* [WHAT IS REQUIRED] Every line with "return" in it must be copied from the data.

* [EXCERPTED DATA]
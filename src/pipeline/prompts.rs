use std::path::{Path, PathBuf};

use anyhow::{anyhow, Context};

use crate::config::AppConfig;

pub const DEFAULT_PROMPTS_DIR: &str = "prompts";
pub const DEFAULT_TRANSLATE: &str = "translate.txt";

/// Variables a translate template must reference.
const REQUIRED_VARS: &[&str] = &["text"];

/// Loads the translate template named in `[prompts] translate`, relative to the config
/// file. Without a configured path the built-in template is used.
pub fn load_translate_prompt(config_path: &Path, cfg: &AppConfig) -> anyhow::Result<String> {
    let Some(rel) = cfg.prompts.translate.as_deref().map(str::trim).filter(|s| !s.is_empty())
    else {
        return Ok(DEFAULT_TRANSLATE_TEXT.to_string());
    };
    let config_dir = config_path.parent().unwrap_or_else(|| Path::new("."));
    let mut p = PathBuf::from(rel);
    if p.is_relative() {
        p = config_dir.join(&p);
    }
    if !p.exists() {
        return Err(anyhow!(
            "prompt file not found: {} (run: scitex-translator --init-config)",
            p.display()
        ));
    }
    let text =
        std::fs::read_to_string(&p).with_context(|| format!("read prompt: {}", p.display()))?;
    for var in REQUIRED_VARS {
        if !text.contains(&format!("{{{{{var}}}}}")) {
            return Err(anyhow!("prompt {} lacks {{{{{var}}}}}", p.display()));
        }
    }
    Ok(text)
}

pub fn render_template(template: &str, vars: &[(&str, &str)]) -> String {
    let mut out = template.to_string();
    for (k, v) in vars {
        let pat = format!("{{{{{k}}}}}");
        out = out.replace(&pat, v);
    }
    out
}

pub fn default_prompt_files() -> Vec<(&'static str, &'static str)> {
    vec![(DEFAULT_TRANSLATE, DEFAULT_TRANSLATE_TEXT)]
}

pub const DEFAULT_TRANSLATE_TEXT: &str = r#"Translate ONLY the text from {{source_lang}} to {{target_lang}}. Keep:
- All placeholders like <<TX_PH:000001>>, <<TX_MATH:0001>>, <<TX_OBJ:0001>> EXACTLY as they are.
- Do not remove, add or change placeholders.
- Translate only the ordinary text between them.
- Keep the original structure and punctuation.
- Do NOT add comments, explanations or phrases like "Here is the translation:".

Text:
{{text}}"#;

* [EXPECTED OUTPUT]
        return Ok(DEFAULT_TRANSLATE_TEXT.to_string());
        return Err(anyhow!(
            return Err(anyhow!("prompt {} lacks {{{{{var}}}}}", p.display()));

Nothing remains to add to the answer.